● **What needs to be done**
Only the stretch of the listing below that runs from the line with "for auto in" through the line with "let partner = state.store.get_partner(id).await?;" is to be printed, exactly and with both ends.

● **Provided material**

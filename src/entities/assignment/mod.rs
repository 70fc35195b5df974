//! Assignment entity module
//!
//! Assignments have no routes of their own; they are created through
//! `POST /auto/{id}/` and surface as relation fields.

pub mod model;

pub use model::{Assignment, NewAssignment};
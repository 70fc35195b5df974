//! Server module for building the HTTP service
//!
//! [`ServerBuilder`] wires the entity routes registered in an
//! [`EntityRegistry`], the login/logout routes, the health routes and the
//! logging layers around one shared [`AppState`].

pub mod builder;
pub mod entity_registry;
pub mod request_log;
pub mod state;

pub use builder::ServerBuilder;
pub use entity_registry::{EntityDescriptor, EntityRegistry};
pub use state::AppState;
//! Partner HTTP handlers

use super::model::{NewPartner, Partner};
use crate::auth::CurrentUser;
use crate::core::entity::Entity;
use crate::core::error::Result;
use crate::core::extractors::{JsonBody, RecordPath};
use crate::core::projection::{self, ProjectionMode, Related};
use crate::core::query::ProjectionQuery;
use crate::core::store::RecordStore;
use crate::entities::auto::Auto;
use crate::server::AppState;
use axum::extract::{Query, State};
use axum::http::StatusCode;
use axum::response::{IntoResponse, Json, Response};
use serde_json::Value;

type PartnerNode = Related<Partner, Related<Auto, Partner>>;

/// Attach the assigned vehicles, and in nested mode their partners
pub async fn load_relations(
    store: &dyn RecordStore,
    partner: Partner,
    mode: ProjectionMode,
) -> Result<PartnerNode> {
    let autos = store.autos_of(partner.id).await?;

    let mut related = Vec::with_capacity(autos.len());
    for auto in autos {
        let partners = if mode.is_nested() && auto.is_active() {
            store.partners_of(auto.id).await?
        } else {
            Vec::new()
        };
        related.push(Related::new(auto, partners));
    }

    Ok(Related::new(partner, related))
}

pub async fn list_partners(
    _user: CurrentUser,
    State(state): State<AppState>,
    Query(query): Query<ProjectionQuery>,
) -> Result<Json<Value>> {
    let mode = query.mode();

    let mut nodes = Vec::new();
    for partner in state.store.list_partners().await? {
        nodes.push(load_relations(state.store.as_ref(), partner, mode).await?);
    }

    Ok(Json(projection::project_all(&nodes, mode)?))
}

pub async fn get_partner(
    _user: CurrentUser,
    State(state): State<AppState>,
    RecordPath(id): RecordPath,
    Query(query): Query<ProjectionQuery>,
) -> Result<Json<Value>> {
    let mode = query.mode();
    let partner = state.store.get_partner(id).await?;
    let node = load_relations(state.store.as_ref(), partner, mode).await?;

    Ok(Json(projection::project(&node, mode)?))
}

pub async fn create_partner(
    _user: CurrentUser,
    State(state): State<AppState>,
    JsonBody(body): JsonBody,
) -> Result<Response> {
    let new = NewPartner::from_json(&body)?;
    let partner = state.store.create_partner(new).await?;

    tracing::info!(id = partner.id, "partner created");
    let node: PartnerNode = Related::alone(partner);
    Ok((
        StatusCode::CREATED,
        Json(projection::project(&node, ProjectionMode::Flat)?),
    )
        .into_response())
}

pub async fn delete_partner(
    _user: CurrentUser,
    State(state): State<AppState>,
    RecordPath(id): RecordPath,
) -> Result<StatusCode> {
    state.store.soft_delete_partner(id).await?;

    tracing::info!(id, "partner deleted");
    Ok(StatusCode::NO_CONTENT)
}
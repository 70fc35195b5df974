//! Partner entity module

pub mod descriptor;
pub mod handlers;
pub mod model;

pub use descriptor::PartnerDescriptor;
pub use handlers::*;
pub use model::{NewPartner, Partner};
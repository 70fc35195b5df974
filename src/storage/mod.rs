//! Storage implementations for the record store

pub mod in_memory;

pub use in_memory::InMemoryRecordStore;
//! In-memory user and session registry

use super::CurrentUser;
use super::password::{self, Argon2Params};
use crate::config::{AuthConfig, ConfigError};
use crate::core::error::{RecordError, Result};
use std::collections::HashMap;
use std::sync::{Arc, RwLock, RwLockReadGuard, RwLockWriteGuard};
use std::time::{Duration, Instant};
use uuid::Uuid;

#[derive(Debug, Clone)]
struct Session {
    username: String,
    issued_at: Instant,
}

#[derive(Debug, Default)]
struct Registry {
    /// username -> Argon2 PHC string
    users: HashMap<String, String>,
    /// token -> session
    sessions: HashMap<String, Session>,
}

/// Users allowed to log in and the session tokens issued to them.
///
/// Cloning is cheap and clones share state.
#[derive(Clone, Default)]
pub struct SessionStore {
    registry: Arc<RwLock<Registry>>,
    ttl: Option<Duration>,
}

impl SessionStore {
    /// Empty store; sessions expire after `ttl` when set
    pub fn new(ttl: Option<Duration>) -> Self {
        Self {
            registry: Arc::default(),
            ttl,
        }
    }

    /// Build the store from configuration, hashing plaintext passwords
    pub fn from_config(config: &AuthConfig) -> std::result::Result<Self, ConfigError> {
        let store = Self::new(config.session_ttl());

        for user in &config.users {
            let result = match (&user.password, &user.password_hash) {
                (Some(plain), _) => store.add_user(&user.username, plain, config.argon2),
                (None, Some(hash)) => store.register_user(&user.username, hash),
                (None, None) => Err(RecordError::Internal("no password given".to_string())),
            };

            result.map_err(|e| ConfigError::User {
                username: user.username.clone(),
                reason: e.to_string(),
            })?;
        }

        tracing::info!(users = config.users.len(), "session store ready");
        Ok(store)
    }

    fn read(&self) -> Result<RwLockReadGuard<'_, Registry>> {
        self.registry
            .read()
            .map_err(|e| RecordError::Storage(format!("Failed to acquire read lock: {}", e)))
    }

    fn write(&self) -> Result<RwLockWriteGuard<'_, Registry>> {
        self.registry
            .write()
            .map_err(|e| RecordError::Storage(format!("Failed to acquire write lock: {}", e)))
    }

    /// Add a user by plaintext password
    pub fn add_user(&self, username: &str, password: &str, params: Argon2Params) -> Result<()> {
        let hash = password::hash_password(password, params)?;
        self.write()?.users.insert(username.to_string(), hash);
        Ok(())
    }

    /// Add a user by precomputed Argon2 hash
    pub fn register_user(&self, username: &str, password_hash: &str) -> Result<()> {
        password::check_hash(password_hash)?;
        self.write()?
            .users
            .insert(username.to_string(), password_hash.to_string());
        Ok(())
    }

    /// Check credentials and issue a new token
    pub fn login(&self, username: &str, password: &str) -> Result<String> {
        // Clone the hash out so verification runs without holding the lock
        let hash = self.read()?.users.get(username).cloned();

        let verified = match hash {
            Some(hash) => password::verify_password(password, &hash)?,
            None => false,
        };
        if !verified {
            tracing::info!(username, "login rejected");
            return Err(RecordError::InvalidCredentials);
        }

        let token = Uuid::new_v4().simple().to_string();
        let mut registry = self.write()?;
        if let Some(ttl) = self.ttl {
            let before = registry.sessions.len();
            registry
                .sessions
                .retain(|_, session| session.issued_at.elapsed() < ttl);
            let pruned = before - registry.sessions.len();
            if pruned > 0 {
                tracing::debug!(pruned, "expired sessions pruned");
            }
        }
        registry.sessions.insert(
            token.clone(),
            Session {
                username: username.to_string(),
                issued_at: Instant::now(),
            },
        );
        drop(registry);

        tracing::info!(username, "login succeeded");
        Ok(token)
    }

    /// Resolve a token to its user; unknown, revoked and expired tokens fail
    pub fn authenticate(&self, token: &str) -> Result<CurrentUser> {
        let session = self
            .read()?
            .sessions
            .get(token)
            .cloned()
            .ok_or(RecordError::Unauthenticated)?;

        if self.is_expired(&session) {
            self.write()?.sessions.remove(token);
            tracing::debug!(username = %session.username, "session expired");
            return Err(RecordError::Unauthenticated);
        }

        Ok(CurrentUser {
            username: session.username,
            token: token.to_string(),
        })
    }

    /// Revoke a token; returns whether it was live
    pub fn logout(&self, token: &str) -> Result<bool> {
        let removed = self.write()?.sessions.remove(token);
        if let Some(session) = &removed {
            tracing::info!(username = %session.username, "logged out");
        }
        Ok(removed.is_some())
    }

    /// Number of issued, unrevoked tokens (expired ones included until the next login)
    pub fn session_count(&self) -> Result<usize> {
        Ok(self.read()?.sessions.len())
    }

    fn is_expired(&self, session: &Session) -> bool {
        self.ttl
            .is_some_and(|ttl| session.issued_at.elapsed() >= ttl)
    }
}
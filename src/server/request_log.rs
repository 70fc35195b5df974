//! Request logging middleware
//!
//! Emits one `info` event per request with the endpoint, the method and the
//! raw request body. Bodies of known size up to [`BODY_LIMIT`] are buffered
//! and handed on unchanged; anything else is forwarded untouched and logged
//! as omitted. Logging never alters the response.

use axum::body::{Body, HttpBody, to_bytes};
use axum::http::Request;
use axum::middleware::Next;
use axum::response::Response;
use serde_json::Value;

/// Largest body buffered for logging; matches axum's default body limit
pub const BODY_LIMIT: usize = 2 * 1024 * 1024;

/// Keys whose values never reach the log
const SECRET_KEYS: &[&str] = &["password"];

const REDACTED: &str = "********";

pub async fn log_request(request: Request<Body>, next: Next) -> Response {
    let (parts, body) = request.into_parts();

    let endpoint = parts
        .uri
        .path_and_query()
        .map(|pq| pq.as_str().to_string())
        .unwrap_or_else(|| parts.uri.path().to_string());

    let bufferable = body
        .size_hint()
        .upper()
        .is_some_and(|len| len <= BODY_LIMIT as u64);

    let (body, logged) = if bufferable {
        match to_bytes(body, BODY_LIMIT).await {
            Ok(bytes) => {
                let logged = loggable_body(&bytes);
                (Body::from(bytes), logged)
            }
            Err(e) => {
                tracing::warn!(endpoint = %endpoint, error = %e, "request body unreadable");
                (Body::empty(), String::new())
            }
        }
    } else {
        let size = body.size_hint().lower();
        (body, format!("<body omitted, at least {} bytes>", size))
    };

    tracing::info!(
        endpoint = %endpoint,
        method = %parts.method,
        request = %logged,
        "request"
    );

    let response = next.run(Request::from_parts(parts, body)).await;

    tracing::debug!(endpoint = %endpoint, status = response.status().as_u16(), "response");
    response
}

/// Render a body for the log with secret fields masked
fn loggable_body(bytes: &[u8]) -> String {
    match serde_json::from_slice::<Value>(bytes) {
        Ok(Value::Object(mut object))
            if SECRET_KEYS.iter().any(|key| object.contains_key(*key)) =>
        {
            for key in SECRET_KEYS {
                if let Some(value) = object.get_mut(*key) {
                    *value = Value::String(REDACTED.to_string());
                }
            }
            Value::Object(object).to_string()
        }
        _ => String::from_utf8_lossy(bytes).into_owned(),
    }
}

#[cfg(test)]
mod tests {
    use super::*;

    #[test]
    fn test_password_is_masked() {
        let logged = loggable_body(br#"{"username":"admin","password":"hunter2"}"#);

        assert!(!logged.contains("hunter2"));
        assert!(logged.contains("\"username\":\"admin\""));
        assert!(logged.contains(REDACTED));
    }

    #[test]
    fn test_other_bodies_are_logged_verbatim() {
        let raw = br#"{"driver": "Bela"}"#;
        assert_eq!(loggable_body(raw), "{\"driver\": \"Bela\"}");
        assert_eq!(loggable_body(b"not json"), "not json");
        assert_eq!(loggable_body(b""), "");
    }
}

● **Output of the exercise**
    for auto in autos {
        let partners = if mode.is_nested() && auto.is_active() {
            store.partners_of(auto.id).await?
        } else {
            Vec::new()
        };
        related.push(Related::new(auto, partners));
    }

    Ok(Related::new(partner, related))
}

pub async fn list_partners(
    _user: CurrentUser,
    State(state): State<AppState>,
    Query(query): Query<ProjectionQuery>,
) -> Result<Json<Value>> {
    let mode = query.mode();

    let mut nodes = Vec::new();
    for partner in state.store.list_partners().await? {
        nodes.push(load_relations(state.store.as_ref(), partner, mode).await?);
    }

    Ok(Json(projection::project_all(&nodes, mode)?))
}

pub async fn get_partner(
    _user: CurrentUser,
    State(state): State<AppState>,
    RecordPath(id): RecordPath,
    Query(query): Query<ProjectionQuery>,
) -> Result<Json<Value>> {
    let mode = query.mode();
    let partner = state.store.get_partner(id).await?;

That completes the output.